Please please don't be thinking about future special days ... we'll deal with them when they get closer.  That's only going to rip you apart even more at this time.

With regard to counselling for you (and your family), I don't know if you've discussed this with your wife as yet ... most probably not at this stage, but Matt, it IS something that will need to happen much sooner than later.  But this will be for the whole family if they feel that way.  I'm thinking your wife is finding this as horrendous as you are.  I won't talk about this much more now ... we can do that in the days to come, if you feel ok about that.

Matt, you cannot be letting your family down.  How can you be?  You've experienced the most horrendous thing that could ever happen to a parent and you're experiencing emotions that are just beyond belief.

Monday will be absolutely horrible to the worst degree.  There WILL be people there who will throwing support to you, your wife and your 2 other boys ... you will ALL need it.  You will need this support and use it.  There's no way you're going to be expected to be strong tomorrow ... or beyond that.  I'll shut up now and send this post.

Matt, I'm thinking of you and your family.  Whenever you feel able to, please come back to us.  I'm just shaking my head at the moment ... I wish there was more I could do for you.  😞  😞  😞  😞

Neil

 

Jo3
Blue Voices Member
Blue Voices Member

Dear Matt

I am truly sorry for the loss of your little boy.  To lose a child is devastating. My heart goes out to you, your wife and other boys. Just reading your post had me in tears, i am so sorry for your loss.

Today is going to be an horrendous day, an emotional day. Well .... all I want to say is that we are all here for you and thinking of you and your family.

I wish there was more we could do - thinking of you

Jo

Neil_1
Community Member

Dear Matt

Just a quick post to say that I'm thinking of you, as a number of us are.

I know you won't be ok ... nor will your family.

Please take care,

Kind regards

Neil

 

geoff
Champion Alumni
Champion Alumni

dear Matt, today the day after the funeral maybe your worst, and god how sorry all of us are for you and your family.

I know Neil has been through, well, a similar ordeal, and sometimes even words can't heal this devastation, all they can do is to let you know that you have a heap of people feeling your sorrow, and even this word sorrow is not the strongest word to use, it's so much deeper than this.

This is like living in hell at the moment, and there's no other place lower than this to go, and we all send our biggest regards to you and to listen to your anguish and depressive thoughts all you want and there will be great responders online 24/7 I'm sure.

If only we could be on hand to actually visit you so that you can cry all you want, as we understand this hardship. Geoff.

Dear Matt,

For a parent to have to bury a child is the worst torment any one can go through. Yesterday must of been the worst day of your life, and the pain that you and your family are feeling is heart breaking.

I too cried when I first read your post as your story is close to my heart. My step sister died suddenly when she was 15. At the time I was 18 and 3 months pregnant with my first son, I still remember the night like it was yesterday. I wont go into any more details of my heart ache as this is your time.

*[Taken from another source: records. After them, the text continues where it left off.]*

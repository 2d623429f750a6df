//! Domain bounds, pixel <-> domain mapping, and the brute-force extremum search
//!
//! Pixel row 0 is the top of the raster and maps to `max_y`; column 0 maps
//! to `min_x`. Every forward and inverse mapping in the crate goes through
//! [`DomainBounds`] so the heatmap and the hover curve stay aligned.

use std::time::Instant;

use log::{debug, warn};
use serde::{Deserialize, Serialize};

use crate::error::{HeatmapError, Result};
use crate::payoff::PayoffFunction;

/// Default grid step for [`find_maximum`], in domain units
pub const DEFAULT_STEP: f64 = 0.01;

/// Slack when counting grid steps so `(6 - 2) / 0.01` lands on 400, not 399
const STEP_EPSILON: f64 = 1e-9;

/// A point in domain (asset) space
#[derive(Debug, Clone, Copy, PartialEq, Serialize, Deserialize)]
pub struct DomainPoint {
    pub x: f64,
    pub y: f64,
}

impl DomainPoint {
    pub fn new(x: f64, y: f64) -> Self {
        Self { x, y }
    }
}

/// Rectangular domain, `min < max` on both axes
#[derive(Debug, Clone, Copy, PartialEq, Serialize, Deserialize)]
pub struct DomainBounds {
    pub min_x: f64,
    pub max_x: f64,
    pub min_y: f64,
    pub max_y: f64,
}

impl DomainBounds {
    pub fn new(min_x: f64, max_x: f64, min_y: f64, max_y: f64) -> Result<Self> {
        let bounds = Self {
            min_x,
            max_x,
            min_y,
            max_y,
        };
        bounds.validate()?;
        Ok(bounds)
    }

    pub fn validate(&self) -> Result<()> {
        let finite = [self.min_x, self.max_x, self.min_y, self.max_y]
            .iter()
            .all(|v| v.is_finite());
        if !finite {
            return Err(HeatmapError::InvalidBounds(format!("{:?} is not finite", self)));
        }
        if self.min_x >= self.max_x {
            return Err(HeatmapError::InvalidBounds(format!(
                "min_x ({}) must be below max_x ({})",
                self.min_x, self.max_x
            )));
        }
        if self.min_y >= self.max_y {
            return Err(HeatmapError::InvalidBounds(format!(
                "min_y ({}) must be below max_y ({})",
                self.min_y, self.max_y
            )));
        }
        Ok(())
    }

    #[inline]
    pub fn width(&self) -> f64 {
        self.max_x - self.min_x
    }

    #[inline]
    pub fn height(&self) -> f64 {
        self.max_y - self.min_y
    }

    /// Inclusive containment on both axes
    #[inline]
    pub fn contains(&self, p: DomainPoint) -> bool {
        p.x >= self.min_x && p.x <= self.max_x && p.y >= self.min_y && p.y <= self.max_y
    }

    /// Map a (possibly fractional) pixel position on a `w`x`h` surface to domain space
    #[inline]
    pub fn pixel_to_domain(&self, col: f64, row: f64, w: u32, h: u32) -> DomainPoint {
        let w = w as f64;
        let h = h as f64;
        DomainPoint {
            x: (col * self.width()) / w + self.min_x,
            y: ((h - row) * self.height()) / h + self.min_y,
        }
    }

    /// Inverse of [`pixel_to_domain`](Self::pixel_to_domain)
    #[inline]
    pub fn domain_to_pixel(&self, p: DomainPoint, w: u32, h: u32) -> (f64, f64) {
        let w = w as f64;
        let h = h as f64;
        let col = (p.x - self.min_x) * w / self.width();
        let row = h - (p.y - self.min_y) * h / self.height();
        (col, row)
    }
}

impl Default for DomainBounds {
    fn default() -> Self {
        Self {
            min_x: 2.0,
            max_x: 6.0,
            min_y: 1.0,
            max_y: 7.0,
        }
    }
}

/// Brute-force maximum of `payoff` over a grid covering `bounds`.
///
/// Both axes run from min to max inclusive at `step`. Samples where the
/// payoff fails are skipped. Returns `f64::NEG_INFINITY` when no sample
/// succeeds.
pub fn find_maximum<P>(payoff: &P, bounds: &DomainBounds, step: f64) -> f64
where
    P: PayoffFunction + ?Sized,
{
    let step = if step.is_finite() && step > 0.0 {
        step
    } else {
        warn!("invalid extremum step {}, using {}", step, DEFAULT_STEP);
        DEFAULT_STEP
    };

    let start = Instant::now();
    let nx = (bounds.width() / step + STEP_EPSILON).floor() as u64;
    let ny = (bounds.height() / step + STEP_EPSILON).floor() as u64;

    let mut max = f64::NEG_INFINITY;
    let mut skipped = 0u64;

    // Indexing by step count keeps the grid free of accumulated float drift
    for i in 0..=nx {
        let x = bounds.min_x + i as f64 * step;
        for j in 0..=ny {
            let y = bounds.min_y + j as f64 * step;
            match payoff.evaluate(x, y) {
                Ok(v) if v > max => max = v,
                Ok(_) => {},
                Err(_) => skipped += 1,
            }
        }
    }

    if skipped > 0 {
        warn!("extremum search skipped {} failing samples", skipped);
    }
    debug!(
        "max utility {} over {}x{} grid in {:.2}ms",
        max,
        nx + 1,
        ny + 1,
        start.elapsed().as_secs_f64() * 1000.0
    );
    max
}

Please just reach out and hold dear to the rest of your family, I know how hard it is to do this, you are all hurting so very deeply, but you all need to be their for each other right now.

Please contact a councillor for all your family to see, this might seem a weird thing to do but it will truly help all of you. Some time we all need a little help, and right now you will need all the support you can get.

can you please do me one favour, after reading this go up to your wife and children and give them all the biggest hug and kiss you have ever given them.

That's all I can say write now as tears flow for your loss, well actually for all that have lost a close loved one.

HMP

 

Neil_1
Community Member

Dear Matt

I back every one of Geoff's words up 100%  and double that amount for his last sentence.